▶ **TASK DATA**
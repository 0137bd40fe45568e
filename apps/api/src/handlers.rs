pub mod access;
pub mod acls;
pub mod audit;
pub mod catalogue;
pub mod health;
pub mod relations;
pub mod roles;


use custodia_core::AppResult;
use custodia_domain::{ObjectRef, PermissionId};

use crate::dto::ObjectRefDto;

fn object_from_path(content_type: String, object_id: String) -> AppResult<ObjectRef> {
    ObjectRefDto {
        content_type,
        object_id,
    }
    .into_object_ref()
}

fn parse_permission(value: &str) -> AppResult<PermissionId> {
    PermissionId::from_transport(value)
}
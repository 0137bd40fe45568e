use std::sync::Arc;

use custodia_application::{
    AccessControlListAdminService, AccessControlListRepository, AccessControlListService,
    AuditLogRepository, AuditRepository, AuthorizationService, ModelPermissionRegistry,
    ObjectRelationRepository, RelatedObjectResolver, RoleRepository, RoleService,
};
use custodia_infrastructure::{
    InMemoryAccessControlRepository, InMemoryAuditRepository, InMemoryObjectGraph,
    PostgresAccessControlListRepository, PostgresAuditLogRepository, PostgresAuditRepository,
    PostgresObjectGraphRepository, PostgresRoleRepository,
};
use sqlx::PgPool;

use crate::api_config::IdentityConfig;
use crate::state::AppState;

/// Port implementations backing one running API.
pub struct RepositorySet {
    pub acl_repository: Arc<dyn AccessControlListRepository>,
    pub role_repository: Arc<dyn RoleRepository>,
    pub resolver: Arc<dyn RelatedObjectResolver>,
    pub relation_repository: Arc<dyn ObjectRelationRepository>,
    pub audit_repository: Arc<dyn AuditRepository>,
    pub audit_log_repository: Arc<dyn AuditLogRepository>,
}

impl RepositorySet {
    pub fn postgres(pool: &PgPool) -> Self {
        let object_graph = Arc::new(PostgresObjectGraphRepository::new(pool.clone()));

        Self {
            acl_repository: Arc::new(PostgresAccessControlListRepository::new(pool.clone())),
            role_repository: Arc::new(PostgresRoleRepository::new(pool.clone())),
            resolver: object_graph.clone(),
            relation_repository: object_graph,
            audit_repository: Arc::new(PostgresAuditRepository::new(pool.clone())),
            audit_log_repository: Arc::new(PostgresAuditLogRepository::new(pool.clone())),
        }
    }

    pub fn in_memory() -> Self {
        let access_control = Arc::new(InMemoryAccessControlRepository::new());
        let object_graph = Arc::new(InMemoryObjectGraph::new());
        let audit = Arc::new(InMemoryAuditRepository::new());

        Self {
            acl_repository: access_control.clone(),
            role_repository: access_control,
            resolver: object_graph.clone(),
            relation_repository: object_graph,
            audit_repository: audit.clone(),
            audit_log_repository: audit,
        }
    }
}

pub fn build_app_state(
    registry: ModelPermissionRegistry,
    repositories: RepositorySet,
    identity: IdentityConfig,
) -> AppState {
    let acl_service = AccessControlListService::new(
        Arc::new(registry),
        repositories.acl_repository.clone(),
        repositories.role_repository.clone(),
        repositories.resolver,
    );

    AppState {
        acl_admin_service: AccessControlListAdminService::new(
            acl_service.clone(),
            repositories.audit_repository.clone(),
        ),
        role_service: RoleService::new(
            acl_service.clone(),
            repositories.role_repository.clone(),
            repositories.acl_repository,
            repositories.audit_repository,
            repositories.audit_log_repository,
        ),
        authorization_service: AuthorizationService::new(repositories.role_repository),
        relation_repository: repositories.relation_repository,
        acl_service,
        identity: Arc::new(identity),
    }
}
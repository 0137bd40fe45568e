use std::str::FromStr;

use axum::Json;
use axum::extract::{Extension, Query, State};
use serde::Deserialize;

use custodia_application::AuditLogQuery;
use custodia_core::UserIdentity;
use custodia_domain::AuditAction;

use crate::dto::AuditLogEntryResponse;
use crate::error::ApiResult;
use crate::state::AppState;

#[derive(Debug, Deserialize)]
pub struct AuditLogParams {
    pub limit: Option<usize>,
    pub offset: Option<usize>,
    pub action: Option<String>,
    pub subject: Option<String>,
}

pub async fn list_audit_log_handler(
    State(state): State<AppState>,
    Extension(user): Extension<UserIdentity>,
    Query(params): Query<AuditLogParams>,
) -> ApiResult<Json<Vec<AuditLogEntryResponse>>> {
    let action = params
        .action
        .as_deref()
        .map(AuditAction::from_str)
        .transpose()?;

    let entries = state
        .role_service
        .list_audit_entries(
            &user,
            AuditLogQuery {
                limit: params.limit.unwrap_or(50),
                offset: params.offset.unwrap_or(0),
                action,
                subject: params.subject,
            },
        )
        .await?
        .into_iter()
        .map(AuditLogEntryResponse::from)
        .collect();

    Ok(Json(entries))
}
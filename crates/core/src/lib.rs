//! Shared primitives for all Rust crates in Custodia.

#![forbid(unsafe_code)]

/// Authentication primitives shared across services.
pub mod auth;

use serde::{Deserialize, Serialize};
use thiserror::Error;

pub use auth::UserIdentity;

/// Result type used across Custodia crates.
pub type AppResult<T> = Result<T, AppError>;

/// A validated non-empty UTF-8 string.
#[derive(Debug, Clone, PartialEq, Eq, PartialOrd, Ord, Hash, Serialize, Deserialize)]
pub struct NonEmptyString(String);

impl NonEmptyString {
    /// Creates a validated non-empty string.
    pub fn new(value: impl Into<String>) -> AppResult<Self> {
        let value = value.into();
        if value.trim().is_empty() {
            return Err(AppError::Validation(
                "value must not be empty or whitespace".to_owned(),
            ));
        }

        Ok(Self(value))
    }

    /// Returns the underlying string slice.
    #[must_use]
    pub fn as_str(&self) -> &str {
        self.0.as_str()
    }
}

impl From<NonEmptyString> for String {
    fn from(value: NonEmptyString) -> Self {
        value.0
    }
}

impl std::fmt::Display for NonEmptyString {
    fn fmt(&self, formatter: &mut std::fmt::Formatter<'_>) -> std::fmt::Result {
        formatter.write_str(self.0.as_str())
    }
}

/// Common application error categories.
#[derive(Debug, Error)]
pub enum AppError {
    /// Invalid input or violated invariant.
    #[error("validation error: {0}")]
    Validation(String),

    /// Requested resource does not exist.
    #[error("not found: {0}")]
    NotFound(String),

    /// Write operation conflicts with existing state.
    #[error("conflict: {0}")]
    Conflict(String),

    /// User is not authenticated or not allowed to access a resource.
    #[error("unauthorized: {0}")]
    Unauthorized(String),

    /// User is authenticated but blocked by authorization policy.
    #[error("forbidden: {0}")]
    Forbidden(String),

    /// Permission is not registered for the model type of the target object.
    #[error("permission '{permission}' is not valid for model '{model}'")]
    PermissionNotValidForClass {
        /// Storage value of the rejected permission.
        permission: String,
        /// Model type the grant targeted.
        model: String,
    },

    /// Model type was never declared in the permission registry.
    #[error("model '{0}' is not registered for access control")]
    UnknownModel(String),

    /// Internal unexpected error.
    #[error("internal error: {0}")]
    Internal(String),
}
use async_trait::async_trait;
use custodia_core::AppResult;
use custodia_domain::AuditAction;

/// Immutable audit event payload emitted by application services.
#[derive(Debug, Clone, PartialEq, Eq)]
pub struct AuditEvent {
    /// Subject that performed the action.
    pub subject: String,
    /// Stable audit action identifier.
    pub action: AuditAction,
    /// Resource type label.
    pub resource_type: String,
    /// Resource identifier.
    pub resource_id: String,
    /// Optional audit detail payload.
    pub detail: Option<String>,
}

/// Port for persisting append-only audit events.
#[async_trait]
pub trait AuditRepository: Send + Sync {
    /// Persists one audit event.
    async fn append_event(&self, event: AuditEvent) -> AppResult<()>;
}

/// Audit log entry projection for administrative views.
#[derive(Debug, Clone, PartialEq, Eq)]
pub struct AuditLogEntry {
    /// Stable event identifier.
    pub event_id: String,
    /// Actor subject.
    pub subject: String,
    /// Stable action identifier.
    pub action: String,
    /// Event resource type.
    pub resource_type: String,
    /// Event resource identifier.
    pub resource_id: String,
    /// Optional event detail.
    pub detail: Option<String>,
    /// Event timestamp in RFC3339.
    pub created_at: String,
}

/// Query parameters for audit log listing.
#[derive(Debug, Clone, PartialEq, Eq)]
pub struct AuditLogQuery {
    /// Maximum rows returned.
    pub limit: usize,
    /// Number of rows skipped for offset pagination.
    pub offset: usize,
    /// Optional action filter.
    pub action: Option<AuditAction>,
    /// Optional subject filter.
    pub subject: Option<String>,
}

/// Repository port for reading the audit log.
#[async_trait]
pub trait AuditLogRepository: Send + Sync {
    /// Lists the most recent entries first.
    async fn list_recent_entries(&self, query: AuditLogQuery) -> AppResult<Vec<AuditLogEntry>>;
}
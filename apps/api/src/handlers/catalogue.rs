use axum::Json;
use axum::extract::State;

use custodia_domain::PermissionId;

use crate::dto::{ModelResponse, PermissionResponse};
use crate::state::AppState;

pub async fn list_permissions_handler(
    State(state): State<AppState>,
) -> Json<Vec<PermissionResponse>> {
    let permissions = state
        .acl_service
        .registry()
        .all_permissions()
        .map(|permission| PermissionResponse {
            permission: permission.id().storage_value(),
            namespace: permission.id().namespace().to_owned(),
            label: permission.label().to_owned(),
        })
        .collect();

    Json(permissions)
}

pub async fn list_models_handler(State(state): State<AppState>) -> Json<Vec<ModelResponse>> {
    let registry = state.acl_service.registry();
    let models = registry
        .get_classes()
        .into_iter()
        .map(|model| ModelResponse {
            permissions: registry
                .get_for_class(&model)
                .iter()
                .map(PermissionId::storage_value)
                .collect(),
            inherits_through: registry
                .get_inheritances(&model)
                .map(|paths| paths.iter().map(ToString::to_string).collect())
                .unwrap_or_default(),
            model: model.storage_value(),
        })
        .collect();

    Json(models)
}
---
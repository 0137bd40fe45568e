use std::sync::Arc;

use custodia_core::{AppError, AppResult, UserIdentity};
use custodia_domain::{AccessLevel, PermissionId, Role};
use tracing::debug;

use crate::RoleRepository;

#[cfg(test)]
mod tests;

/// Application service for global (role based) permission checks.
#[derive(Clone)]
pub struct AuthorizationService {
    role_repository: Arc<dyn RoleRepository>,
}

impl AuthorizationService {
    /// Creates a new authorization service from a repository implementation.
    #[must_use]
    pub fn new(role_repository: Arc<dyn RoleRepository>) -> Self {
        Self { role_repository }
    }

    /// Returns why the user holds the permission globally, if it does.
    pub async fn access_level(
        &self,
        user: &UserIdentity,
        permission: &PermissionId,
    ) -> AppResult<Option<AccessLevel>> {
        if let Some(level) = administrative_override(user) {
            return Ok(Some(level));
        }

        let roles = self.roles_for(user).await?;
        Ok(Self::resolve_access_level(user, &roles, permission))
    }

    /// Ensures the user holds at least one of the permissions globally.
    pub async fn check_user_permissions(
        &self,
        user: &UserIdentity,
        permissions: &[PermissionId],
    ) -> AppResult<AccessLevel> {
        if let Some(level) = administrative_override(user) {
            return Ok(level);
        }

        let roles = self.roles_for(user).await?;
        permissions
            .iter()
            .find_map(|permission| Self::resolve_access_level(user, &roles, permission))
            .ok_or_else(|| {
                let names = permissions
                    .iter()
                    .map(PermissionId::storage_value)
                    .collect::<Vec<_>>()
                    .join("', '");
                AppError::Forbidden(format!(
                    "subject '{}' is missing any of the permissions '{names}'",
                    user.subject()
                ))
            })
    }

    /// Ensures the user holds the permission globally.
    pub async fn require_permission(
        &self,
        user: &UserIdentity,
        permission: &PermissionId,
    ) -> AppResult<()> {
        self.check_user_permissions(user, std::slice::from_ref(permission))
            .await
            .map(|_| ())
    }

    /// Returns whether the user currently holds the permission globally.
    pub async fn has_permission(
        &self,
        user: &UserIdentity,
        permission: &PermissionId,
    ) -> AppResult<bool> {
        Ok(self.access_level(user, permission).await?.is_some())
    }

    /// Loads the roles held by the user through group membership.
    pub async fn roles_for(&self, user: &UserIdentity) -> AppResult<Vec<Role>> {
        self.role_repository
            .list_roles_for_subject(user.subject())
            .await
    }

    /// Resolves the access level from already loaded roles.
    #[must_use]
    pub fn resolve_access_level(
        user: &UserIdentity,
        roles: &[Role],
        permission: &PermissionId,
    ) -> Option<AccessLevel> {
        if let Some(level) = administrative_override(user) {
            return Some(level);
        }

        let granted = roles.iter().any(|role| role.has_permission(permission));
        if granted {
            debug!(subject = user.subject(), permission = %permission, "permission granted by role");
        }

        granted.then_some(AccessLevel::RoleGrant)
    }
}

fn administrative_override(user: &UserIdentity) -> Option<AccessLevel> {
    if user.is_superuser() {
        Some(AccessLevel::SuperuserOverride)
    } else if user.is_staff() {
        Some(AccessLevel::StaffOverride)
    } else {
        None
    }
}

▶ **ASSIGNED TASK**
Whenever a line in the entries holds the word "InMemoryAuditRepository", copy that line.

▶ **REPLY**
    InMemoryAccessControlRepository, InMemoryAuditRepository, InMemoryObjectGraph,
        let audit = Arc::new(InMemoryAuditRepository::new());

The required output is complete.